▸ EXERCISE REQUIREMENTS: In the reply, include exactly the lines of the entries below from the first to the line with "of registered states.", that line included.

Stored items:
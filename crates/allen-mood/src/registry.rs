//! Registry of mood states.

use std::collections::BTreeMap;

use crate::mood::Mood;
use crate::states::{MoodBehavior, MoodState};

/// Owns every registered mood state, keyed by mood.
#[derive(Debug, Clone, Default)]
pub struct MoodRegistry {
    states: BTreeMap<Mood, MoodState>,
}

impl MoodRegistry {
    /// An empty registry.
    pub fn empty() -> Self {
        Self::default()
    }

    /// A registry holding the stock state for all six moods.
    pub fn standard() -> Self {
        let mut registry = Self::empty();
        for mood in Mood::ALL {
            registry.register(MoodState::for_mood(mood));
        }
        registry
    }

    /// Register a state under its own mood, replacing any earlier one.
    /// Returns the replaced state, if any.
    pub fn register(&mut self, state: MoodState) -> Option<MoodState> {
        self.states.insert(state.mood(), state)
    }

    /// Look up the state for a mood.
    pub fn get(&self, mood: Mood) -> Option<&MoodState> {
        self.states.get(&mood)
    }

    /// Whether a mood has a registered state.
    pub fn contains(&self, mood: Mood) -> bool {
        self.states.contains_key(&mood)
    }

    /// Number of registered states.
    pub fn len(&self) -> usize {
        self.states.len()
    }

    /// Whether no states are registered.
    pub fn is_empty(&self) -> bool {
        self.states.is_empty()
    }

    /// Registered moods in order.
    pub fn moods(&self) -> impl Iterator<Item = Mood> + '_ {
        self.states.keys().copied()
    }

    /// Release every state, returning how many were held.
    pub fn clear(&mut self) -> usize {
        let released = self.states.len();
        self.states.clear();
        released
    }
}

#[cfg(test)]
mod tests {
    use super::*;

    #[test]
    fn standard_has_all_six() {
        let registry = MoodRegistry::standard();
        assert_eq!(registry.len(), 6);
        for mood in Mood::ALL {
            assert!(registry.contains(mood));
            assert_eq!(registry.get(mood).map(|s| s.mood()), Some(mood));
        }
    }

    #[test]
    fn register_replaces() {
        let mut registry = MoodRegistry::empty();
        assert!(registry.is_empty());
        assert!(registry.register(MoodState::for_mood(Mood::Sad)).is_none());
        assert!(registry.register(MoodState::for_mood(Mood::Sad)).is_some());
        assert_eq!(registry.len(), 1);
    }

    #[test]
    fn missing_mood_is_none() {
        let mut registry = MoodRegistry::empty();
        registry.register(MoodState::for_mood(Mood::Neutral));
        assert!(registry.get(Mood::Angry).is_none());
        assert_eq!(registry.moods().collect::<Vec<_>>(), vec![Mood::Neutral]);
    }

    #[test]
    fn clear_releases_once() {
        let mut registry = MoodRegistry::standard();
        assert_eq!(registry.clear(), 6);
        assert_eq!(registry.clear(), 0);
    }
}
//! Configuration for a mood machine.

/// Configuration for a mood machine.
#[derive(Debug, Clone)]
pub struct MoodConfig {
    /// RNG seed for the artifact and ray gun rolls.
    pub seed: u64,
}

impl Default for MoodConfig {
    fn default() -> Self {
        Self { seed: 42 }
    }
}

impl MoodConfig {
    /// Set the RNG seed.
    pub fn with_seed(mut self, seed: u64) -> Self {
        self.seed = seed;
        self
    }
}
use tracing::trace;

use crate::approach::Approach;
use crate::dice::ARTIFACT_SIDES;
use crate::mood::Mood;

use super::{MoodBehavior, MoodContext, Transition};

/// Narration when Allen finds an artifact.
pub const ARTIFACT_FOUND: &str =
    "Suddenly, Allen stumbles upon a mysterious lunar artifact, sparking joy and excitement.";

/// Allen is calm and looking around. He may stumble upon an artifact.
#[derive(Debug, Clone, Copy, Default, PartialEq, Eq)]
pub struct NeutralState;

impl MoodBehavior for NeutralState {
    fn mood(&self) -> Mood {
        Mood::Neutral
    }

    fn enter(&self) -> &'static str {
        "Allen takes a deep breath, steadying himself as he assesses his surroundings with a thoughtful gaze."
    }

    fn update(&self, approach: Approach, ctx: &mut MoodContext<'_>) -> Transition {
        // The artifact roll happens before the approach is considered.
        let roll = ctx.roll_below(ARTIFACT_SIDES);
        trace!(roll, sides = ARTIFACT_SIDES, "artifact roll");
        if roll == 0 {
            ctx.narrate(ARTIFACT_FOUND);
            return Transition::To(Mood::Happy);
        }

        match approach {
            Approach::Friendly => Transition::To(Mood::Happy),
            Approach::Aggressive => Transition::To(Mood::Angry),
            Approach::Confused => Transition::To(Mood::Confused),
            Approach::Sad => Transition::To(Mood::Sad),
            Approach::Fearful => Transition::To(Mood::Fearful),
            Approach::Neutral => Transition::Stay,
        }
    }

    fn express(&self) -> &'static str {
        "Allen appears contemplative, responding to your presence with a measured curiosity. 'What's next?' he seems to ponder, neither anxious nor overly joyous."
    }
}

#[cfg(test)]
mod tests {
    use super::*;
    use crate::dice::ScriptedDice;
    use crate::states::test_support::decide;

    #[test]
    fn follows_the_approach_without_artifact() {
        for (approach, expected) in [
            (Approach::Friendly, Transition::To(Mood::Happy)),
            (Approach::Aggressive, Transition::To(Mood::Angry)),
            (Approach::Confused, Transition::To(Mood::Confused)),
            (Approach::Sad, Transition::To(Mood::Sad)),
            (Approach::Fearful, Transition::To(Mood::Fearful)),
            (Approach::Neutral, Transition::Stay),
        ] {
            let (t, _, narration) =
                decide(&NeutralState, approach, 0, ScriptedDice::never_trigger());
            assert_eq!(t, expected, "{approach}");
            assert!(narration.is_empty());
        }
    }

    #[test]
    fn artifact_overrides_any_approach() {
        for approach in Approach::ALL {
            let (t, _, narration) =
                decide(&NeutralState, approach, 0, ScriptedDice::always_trigger());
            assert_eq!(t, Transition::To(Mood::Happy), "{approach}");
            assert_eq!(narration, vec![ARTIFACT_FOUND.to_string()]);
        }
    }

    #[test]
    fn only_a_zero_roll_finds_the_artifact() {
        let (t, _, _) = decide(
            &NeutralState,
            Approach::Aggressive,
            0,
            ScriptedDice::always(ARTIFACT_SIDES - 1),
        );
        assert_eq!(t, Transition::To(Mood::Angry));
    }
}
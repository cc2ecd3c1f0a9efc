//! Chronological record of handled approaches.

use serde::{Deserialize, Serialize};

use crate::approach::Approach;
use crate::machine::Outcome;
use crate::mood::Mood;

/// One handled approach.
#[derive(Debug, Clone, PartialEq, Eq, Serialize, Deserialize)]
pub struct LogEntry {
    /// Turn number, starting at 1.
    pub turn: u32,
    /// What the player did.
    pub approach: Approach,
    /// Mood before the turn.
    pub from: Mood,
    /// Mood after the turn.
    pub to: Mood,
    /// Whether the session carried on.
    pub outcome: Outcome,
}

impl LogEntry {
    /// Whether the turn changed Allen's mood.
    pub fn changed_mood(&self) -> bool {
        self.from != self.to
    }
}

/// A chronological log of turns.
#[derive(Debug, Clone, Default, Serialize, Deserialize)]
pub struct MoodLog {
    entries: Vec<LogEntry>,
}

impl MoodLog {
    /// Create an empty log.
    pub fn new() -> Self {
        Self::default()
    }

    /// Append an entry to the log.
    pub fn append(&mut self, entry: LogEntry) {
        self.entries.push(entry);
    }

    /// Get all entries.
    pub fn entries(&self) -> &[LogEntry] {
        &self.entries
    }

    /// Number of entries.
    pub fn len(&self) -> usize {
        self.entries.len()
    }

    /// Whether the log is empty.
    pub fn is_empty(&self) -> bool {
        self.entries.is_empty()
    }

    /// Entries where the mood changed.
    pub fn transitions(&self) -> impl Iterator<Item = &LogEntry> {
        self.entries.iter().filter(|e| e.changed_mood())
    }

    /// Number of turns that ended in `mood`.
    pub fn visits(&self, mood: Mood) -> usize {
        self.entries.iter().filter(|e| e.to == mood).count()
    }
}
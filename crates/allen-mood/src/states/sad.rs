use crate::approach::Approach;
use crate::mood::Mood;

use super::{MoodBehavior, MoodContext, Transition};

/// Allen is sad.
///
/// Every named feeling moves him directly. Only a neutral approach falls
/// through to the shared mood level: above 2 he cheers up, above -2 he
/// settles to neutral, otherwise he stays sad. Nothing raises the level
/// while he is sad, so in practice this settles to neutral.
#[derive(Debug, Clone, Copy, Default, PartialEq, Eq)]
pub struct SadState;

impl MoodBehavior for SadState {
    fn mood(&self) -> Mood {
        Mood::Sad
    }

    fn enter(&self) -> &'static str {
        "A shadow falls over Allen's demeanor, his shoulders slumping slightly as he lets out a deep, wistful sigh. His eyes, once bright, now carry a hint of sorrow."
    }

    fn update(&self, approach: Approach, ctx: &mut MoodContext<'_>) -> Transition {
        match approach {
            Approach::Fearful => return Transition::To(Mood::Fearful),
            Approach::Sad => return Transition::To(Mood::Sad),
            Approach::Confused => return Transition::To(Mood::Confused),
            Approach::Aggressive => return Transition::To(Mood::Angry),
            Approach::Friendly => return Transition::To(Mood::Neutral),
            Approach::Neutral => {}
        }

        let level = ctx.level().value();
        if level > 2 {
            Transition::To(Mood::Happy)
        } else if level > -2 {
            Transition::To(Mood::Neutral)
        } else {
            Transition::Stay
        }
    }

    fn express(&self) -> &'static str {
        "Allen's voice is soft, tinged with melancholy. 'Sometimes, I just feel a bit lost,' he confides, looking away to hide the vulnerability in his gaze."
    }
}
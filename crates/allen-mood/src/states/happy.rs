use crate::approach::Approach;
use crate::mood::Mood;

use super::{MoodBehavior, MoodContext, Transition};

/// Allen is happy. Kindness and calm keep him here.
#[derive(Debug, Clone, Copy, Default, PartialEq, Eq)]
pub struct HappyState;

impl MoodBehavior for HappyState {
    fn mood(&self) -> Mood {
        Mood::Happy
    }

    fn enter(&self) -> &'static str {
        "A warm, genuine smile lights up Allen's face as he greets you. His eyes sparkle with an infectious joy, reflecting a sense of contentment and well-being."
    }

    fn update(&self, approach: Approach, _ctx: &mut MoodContext<'_>) -> Transition {
        match approach {
            Approach::Aggressive => Transition::To(Mood::Neutral),
            Approach::Confused => Transition::To(Mood::Confused),
            Approach::Sad => Transition::To(Mood::Sad),
            Approach::Fearful => Transition::To(Mood::Fearful),
            Approach::Friendly | Approach::Neutral => Transition::Stay,
        }
    }

    fn express(&self) -> &'static str {
        "Allen hums a cheerful tune, his steps light and carefree. 'Life's full of wonders, don't you think?' he says with a beaming smile, inviting you to share in his joy."
    }
}
//! WebDAV-style remote over ureq: MKCOL, PUT, DELETE
//!
//! Uploads stream the file from disk; nothing is buffered whole.

use super::RemoteStore;
use crate::error::{HubError, HubResult};
use crate::fetch::build_agent;
use async_trait::async_trait;
use std::fs::File;
use std::path::{Path, PathBuf};
use std::time::Duration;
use tracing::debug;
use ureq::http::{Request, StatusCode};
use ureq::{Agent, SendBody};

/// `RemoteStore` speaking the directory-oriented HTTP verbs
#[derive(Clone)]
pub struct HttpRemote {
    base_url: String,
    agent: Agent,
}

impl HttpRemote {
    pub fn new(base_url: impl Into<String>, connect_timeout: Option<Duration>) -> Self {
        Self {
            base_url: base_url.into(),
            agent: build_agent(connect_timeout),
        }
    }

    /// Absolute URL for a remote path
    pub fn url(&self, path: &str) -> String {
        let path = super::normalize(path);
        let base = self.base_url.trim_end_matches('/');
        if path.is_empty() {
            format!("{}/", base)
        } else {
            format!("{}/{}", base, path)
        }
    }

    /// Run a blocking request on the blocking pool and map the status
    async fn send<F>(&self, verb: &'static str, url: String, request: F) -> HubResult<StatusCode>
    where
        F: FnOnce(&Agent, &str) -> Result<StatusCode, HubError> + Send + 'static,
    {
        let agent = self.agent.clone();
        tokio::task::spawn_blocking(move || {
            debug!("{} {}", verb, url);
            request(&agent, &url)
        })
        .await
        .map_err(|e| HubError::Internal(format!("{} task failed: {}", verb, e)))?
    }
}

fn check(url: &str, verb: &str, status: StatusCode) -> HubResult<()> {
    if status.is_success() {
        Ok(())
    } else {
        Err(HubError::transport(url, format!("{} returned HTTP {}", verb, status)))
    }
}

#[async_trait]
impl RemoteStore for HttpRemote {
    async fn mkdir(&self, path: &str) -> HubResult<()> {
        // Collections are addressed with a trailing slash
        let url = format!("{}/", self.url(path).trim_end_matches('/'));
        let status = self
            .send("MKCOL", url.clone(), |agent, url| {
                let request = Request::builder()
                    .method("MKCOL")
                    .uri(url)
                    .body(())
                    .map_err(|e| HubError::transport(url, e))?;
                let response = agent.run(request).map_err(|e| HubError::transport(url, e))?;
                Ok(response.status())
            })
            .await?;

        // 405 is how WebDAV servers say the collection already exists
        if status == StatusCode::METHOD_NOT_ALLOWED {
            debug!("{} already exists", url);
            return Ok(());
        }
        check(&url, "MKCOL", status)
    }

    async fn put_file(&self, path: &str, local: &Path) -> HubResult<()> {
        let url = self.url(path);
        let local: PathBuf = local.to_path_buf();
        let status = self
            .send("PUT", url.clone(), move |agent, url| {
                let mut file = File::open(&local)
                    .map_err(|e| HubError::io(format!("opening {}", local.display()), e))?;
                let len = file
                    .metadata()
                    .map_err(|e| HubError::io(format!("reading {}", local.display()), e))?
                    .len();
                // Sized body: the remote gets Content-Length, not chunked encoding
                let response = agent
                    .put(url)
                    .header("Content-Length", len.to_string())
                    .send(SendBody::from_reader(&mut file))
                    .map_err(|e| HubError::transport(url, e))?;
                Ok(response.status())
            })
            .await?;
        check(&url, "PUT", status)
    }

    async fn delete(&self, path: &str) -> HubResult<()> {
        let url = self.url(path);
        let status = self
            .send("DELETE", url.clone(), |agent, url| {
                let response = agent
                    .delete(url)
                    .call()
                    .map_err(|e| HubError::transport(url, e))?;
                Ok(response.status())
            })
            .await?;
        check(&url, "DELETE", status)
    }
}
//! Error types for modelhub
//!
//! All modules use `HubResult<T>` as their return type.

use crate::artifact::Category;
use std::path::PathBuf;
use thiserror::Error;

/// Result type alias for modelhub operations
pub type HubResult<T> = Result<T, HubError>;

/// All errors that can occur in modelhub
#[derive(Error, Debug)]
pub enum HubError {
    // Registry errors
    #[error("Artifact not found in registry: {0}")]
    ArtifactNotFound(String),

    #[error("Artifact {name} has no {category} source configured")]
    SourceNotConfigured { name: String, category: Category },

    #[error("Cannot derive a file name from URL: {0}")]
    InvalidUrl(String),

    // Payload errors
    #[error("Unsupported archive format for {path}: expected .zip, got {extension}")]
    UnsupportedFormat { path: PathBuf, extension: String },

    #[error("Failed to expand archive {path}: {reason}")]
    Archive { path: PathBuf, reason: String },

    // Transport errors
    #[error("Transport failure for {url}: {reason}")]
    Transport { url: String, reason: String },

    #[error("Remote archive URL not configured")]
    RemoteNotConfigured,

    // Configuration errors
    #[error("Invalid configuration at {path}: {reason}")]
    ConfigInvalid { path: PathBuf, reason: String },

    #[error("Failed to create config directory {path}: {source}")]
    ConfigDirCreate {
        path: PathBuf,
        #[source]
        source: std::io::Error,
    },

    // IO errors
    #[error("IO error: {context}")]
    Io {
        context: String,
        #[source]
        source: std::io::Error,
    },

    #[error("Path not found: {0}")]
    PathNotFound(PathBuf),

    // Process errors
    #[error("Command failed: {command}")]
    CommandFailed {
        command: String,
        #[source]
        source: std::io::Error,
    },

    // Serialization errors
    #[error("JSON error: {0}")]
    Json(#[from] serde_json::Error),

    #[error("TOML parse error: {0}")]
    TomlParse(#[from] toml::de::Error),

    #[error("TOML serialize error: {0}")]
    TomlSerialize(#[from] toml::ser::Error),

    // General errors
    #[error("Internal error: {0}")]
    Internal(String),

    #[error("{0}")]
    User(String),
}

impl HubError {
    /// Create an IO error with context
    pub fn io(context: impl Into<String>, source: std::io::Error) -> Self {
        Self::Io {
            context: context.into(),
            source,
        }
    }

    /// Create a command failed error
    pub fn command_failed(command: impl Into<String>, source: std::io::Error) -> Self {
        Self::CommandFailed {
            command: command.into(),
            source,
        }
    }

    /// Create a transport error
    pub fn transport(url: impl Into<String>, reason: impl ToString) -> Self {
        Self::Transport {
            url: url.into(),
            reason: reason.to_string(),
        }
    }

    /// Check if error is retryable
    pub fn is_retryable(&self) -> bool {
        matches!(self, Self::Transport { .. })
    }

    /// Get actionable hint for the error
    pub fn hint(&self) -> Option<&'static str> {
        match self {
            Self::RemoteNotConfigured => {
                Some("Set [remote] base_url in the config file or pass --remote <URL>")
            }
            Self::ArtifactNotFound(_) => Some("Run: modelhub registry"),
            Self::UnsupportedFormat { .. } => Some("Datasets must be published as .zip archives"),
            Self::CommandFailed { command, .. } if command.starts_with("git") => {
                Some("Install git and make sure it is on PATH")
            }
            _ => None,
        }
    }
}
//! UI context for detecting interactive vs CI environments

use std::io::IsTerminal;

/// UI context that determines output behavior
#[derive(Debug, Clone)]
pub struct UiContext {
    /// Whether running in an interactive terminal
    interactive: bool,
    /// Whether --yes was passed (auto-approve prompts)
    auto_yes: bool,
}

impl UiContext {
    /// Detect the current environment
    pub fn detect() -> Self {
        Self {
            interactive: Self::detect_interactive(),
            auto_yes: false,
        }
    }

    /// Create a non-interactive context (for testing or machine output)
    pub fn non_interactive() -> Self {
        Self {
            interactive: false,
            auto_yes: false,
        }
    }

    /// Set auto-yes mode (bypass prompts)
    pub fn with_auto_yes(mut self, yes: bool) -> Self {
        self.auto_yes = yes;
        self
    }

    /// Drop to plain output when stdout carries structured data
    pub fn plain_if(mut self, plain: bool) -> Self {
        if plain {
            self.interactive = false;
        }
        self
    }

    pub fn is_interactive(&self) -> bool {
        self.interactive
    }

    pub fn auto_yes(&self) -> bool {
        self.auto_yes
    }

    /// Check if we should use fancy output (spinners, colors)
    pub fn use_fancy_output(&self) -> bool {
        self.interactive
    }

    fn detect_interactive() -> bool {
        if !std::io::stdout().is_terminal() || !std::io::stdin().is_terminal() {
            return false;
        }

        let ci_vars = [
            "CI",
            "GITHUB_ACTIONS",
            "GITLAB_CI",
            "CIRCLECI",
            "JENKINS_URL",
            "BUILDKITE",
            "TF_BUILD",
        ];
        !ci_vars.iter().any(|var| std::env::var_os(var).is_some())
    }
}
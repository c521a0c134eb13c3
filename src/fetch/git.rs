//! git clone through the git CLI

use super::{GitSource, Progress};
use crate::error::{HubError, HubResult};
use async_trait::async_trait;
use std::collections::VecDeque;
use std::ffi::OsString;
use std::path::Path;
use std::process::Stdio;
use tokio::io::{AsyncBufReadExt, BufReader};
use tokio::process::Command;
use tracing::debug;

/// Max number of stderr lines kept for clone error messages.
const ERROR_TAIL_LINES: usize = 20;

/// `GitSource` that shells out to `git clone`
#[derive(Debug, Clone)]
pub struct GitCli {
    program: String,
}

impl GitCli {
    pub fn new() -> Self {
        Self {
            program: "git".to_string(),
        }
    }

    /// Use a specific git executable
    pub fn with_program(program: impl Into<String>) -> Self {
        Self {
            program: program.into(),
        }
    }
}

impl Default for GitCli {
    fn default() -> Self {
        Self::new()
    }
}

/// Arguments for `git clone`; the URL always follows `--`
fn clone_args(url: &str, dest: &Path) -> Vec<OsString> {
    vec![
        "clone".into(),
        "--progress".into(),
        "--".into(),
        url.into(),
        dest.as_os_str().to_os_string(),
    ]
}

#[async_trait]
impl GitSource for GitCli {
    async fn clone_repo(&self, url: &str, dest: &Path, progress: &dyn Progress) -> HubResult<()> {
        debug!("Executing: {} clone --progress -- {} {}", self.program, url, dest.display());

        let mut child = Command::new(&self.program)
            .args(clone_args(url, dest))
            .env("GIT_TERMINAL_PROMPT", "0")
            .stdin(Stdio::null())
            .stdout(Stdio::null())
            .stderr(Stdio::piped())
            .kill_on_drop(true)
            .spawn()
            .map_err(|e| HubError::command_failed(format!("git clone {}", url), e))?;

        let stderr = child
            .stderr
            .take()
            .ok_or_else(|| HubError::Internal("git stderr not captured".to_string()))?;

        // git rewrites progress lines in place with '\r'
        let mut reader = BufReader::new(stderr).split(b'\r');
        let mut tail: VecDeque<String> = VecDeque::with_capacity(ERROR_TAIL_LINES);
        while let Some(chunk) = reader
            .next_segment()
            .await
            .map_err(|e| HubError::io("reading git output", e))?
        {
            for line in String::from_utf8_lossy(&chunk).lines() {
                let line = line.trim();
                if line.is_empty() {
                    continue;
                }
                progress.message(line);
                if tail.len() == ERROR_TAIL_LINES {
                    tail.pop_front();
                }
                tail.push_back(line.to_string());
            }
        }

        let status = child
            .wait()
            .await
            .map_err(|e| HubError::command_failed(format!("git clone {}", url), e))?;

        if status.success() {
            Ok(())
        } else {
            let output: Vec<String> = tail.into_iter().collect();
            Err(HubError::transport(
                url,
                format!("git clone exited with {}: {}", status, output.join("\n")),
            ))
        }
    }
}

▸ EXERCISE OUTPUT:
filename crates/allen-mood/src/registry.rs
//! Registry of mood states.

use std::collections::BTreeMap;

use crate::mood::Mood;
use crate::states::{MoodBehavior, MoodState};

/// Owns every registered mood state, keyed by mood.
#[derive(Debug, Clone, Default)]
pub struct MoodRegistry {
    states: BTreeMap<Mood, MoodState>,
}

impl MoodRegistry {
    /// An empty registry.
    pub fn empty() -> Self {
        Self::default()
    }

    /// A registry holding the stock state for all six moods.
    pub fn standard() -> Self {
        let mut registry = Self::empty();
        for mood in Mood::ALL {
            registry.register(MoodState::for_mood(mood));
        }
        registry
    }

    /// Register a state under its own mood, replacing any earlier one.
    /// Returns the replaced state, if any.
    pub fn register(&mut self, state: MoodState) -> Option<MoodState> {
        self.states.insert(state.mood(), state)
    }

    /// Look up the state for a mood.
    pub fn get(&self, mood: Mood) -> Option<&MoodState> {
        self.states.get(&mood)
    }

    /// Whether a mood has a registered state.
    pub fn contains(&self, mood: Mood) -> bool {
        self.states.contains_key(&mood)
    }

    /// Number of registered states.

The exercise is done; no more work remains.